Section 627.7011, Florida Statutes 2004
627.7011 Homeowners' policies; offer of replacement cost coverage and law and ordinance coverage.--
(1) Prior to issuing a homeowner's insurance policy on or after June 1, 1994, or prior to the first renewal of a homeowner's insurance policy on or after June 1, 1994, the insurer must offer each of the following:
(a) A policy or endorsement providing that any loss which is repaired or replaced will be adjusted on the basis of replacement costs not exceeding policy limits as to the dwelling, rather than actual cash value, but not including costs necessary to meet applicable laws regulating the construction, use, or repair of any property or requiring the tearing down of any property, including the costs of removing debris.
(b) A policy or endorsement providing that, subject to other policy provisions, any loss which is repaired or replaced at any location will be adjusted on the basis of replacement costs not exceeding policy limits as to the dwelling, rather than actual cash value, and also including costs necessary to meet applicable laws regulating the construction, use, or repair of any property or requiring the tearing down of any property, including the costs of removing debris; however, such additional costs necessary to meet applicable laws may be limited to 25 percent of the dwelling limit, and such coverage shall apply only to repairs of the damaged portion of the structure unless the total damage to the structure exceeds 50 percent of the replacement cost of the structure.
An insurer is not required to make the offers required by this subsection with respect to the issuance or renewal of a homeowner's policy that contains the provisions specified in paragraph (b). This subsection does not prohibit the offer of a guaranteed replacement cost policy.
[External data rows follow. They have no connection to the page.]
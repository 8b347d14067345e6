use axum::{extract::State, http::StatusCode, response::IntoResponse, Json};
use chrono::Utc;

use crate::errors::ServiceError;
use crate::AppState;

/// Dashboard summary: counts by status and upcoming maintenance alerts
#[utoipa::path(
    get,
    path = "/api/v1/summary",
    responses(
        (status = 200, description = "Dashboard summary returned", body = crate::services::summary::Summary),
        (status = 500, description = "Internal server error", body = crate::errors::ErrorResponse)
    ),
    tag = "summary"
)]
pub async fn get_summary(State(state): State<AppState>) -> Result<impl IntoResponse, ServiceError> {
    let summary = state
        .summary_service
        .summary(Utc::now(), state.config.alert_window())
        .await?;
    Ok((StatusCode::OK, Json(summary)))
}

/// Marker records for every item carrying a complete coordinate pair
#[utoipa::path(
    get,
    path = "/api/v1/map/items",
    responses(
        (status = 200, description = "Map markers returned", body = [crate::services::summary::MapMarker]),
        (status = 500, description = "Internal server error", body = crate::errors::ErrorResponse)
    ),
    tag = "summary"
)]
pub async fn get_map_items(
    State(state): State<AppState>,
) -> Result<impl IntoResponse, ServiceError> {
    let markers = state.summary_service.items_with_coordinates().await?;
    Ok((StatusCode::OK, Json(markers)))
}

/// Distinct category names for autocomplete
#[utoipa::path(
    get,
    path = "/api/v1/categories",
    responses(
        (status = 200, description = "Category names returned", body = [String]),
        (status = 500, description = "Internal server error", body = crate::errors::ErrorResponse)
    ),
    tag = "summary"
)]
pub async fn list_categories(
    State(state): State<AppState>,
) -> Result<impl IntoResponse, ServiceError> {
    let names = state.summary_service.category_names().await?;
    Ok((StatusCode::OK, Json(names)))
}

/// Distinct location names for autocomplete
#[utoipa::path(
    get,
    path = "/api/v1/locations",
    responses(
        (status = 200, description = "Location names returned", body = [String]),
        (status = 500, description = "Internal server error", body = crate::errors::ErrorResponse)
    ),
    tag = "summary"
)]
pub async fn list_locations(
    State(state): State<AppState>,
) -> Result<impl IntoResponse, ServiceError> {
    let names = state.summary_service.location_names().await?;
    Ok((StatusCode::OK, Json(names)))
}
(2) Unless the insurer obtains the policyholder's written refusal of the policies or endorsements specified in subsection (1), any policy covering the dwelling is deemed to include the coverage specified in paragraph (1)(b). The rejection or selection of alternative coverage shall be made on a form approved by the office. The form shall fully advise the applicant of the nature of the coverage being rejected. If this form is signed by a named insured, it will be conclusively presumed that there was an informed, knowing rejection of the coverage or election of the alternative coverage on behalf of all insureds. Unless the policyholder requests in writing the coverage specified in this section, it need not be provided in or supplemental to any other policy that renews, insures, extends, changes, supersedes, or replaces an existing policy when the policyholder has rejected the coverage specified in this section or has selected alternative coverage. The insurer must provide such policyholder with notice of the availability of such coverage in a form approved by the office at least once every 3 years. The failure to provide such notice constitutes a violation of this code, but does not affect the coverage provided under the policy.
(3) Nothing in this section shall be construed to apply to policies not considered to be "homeowners' policies," as that term is commonly understood in the insurance industry. This section specifically does not apply to mobile home policies. Nothing in this section shall be construed as limiting the ability of any insurer to reject or nonrenew any insured or applicant on the grounds that the structure does not meet underwriting criteria applicable to replacement cost or law and ordinance policies or for other lawful reasons.
History.--s. 17, ch. 93-410; s. 1184, ch. 2003-261.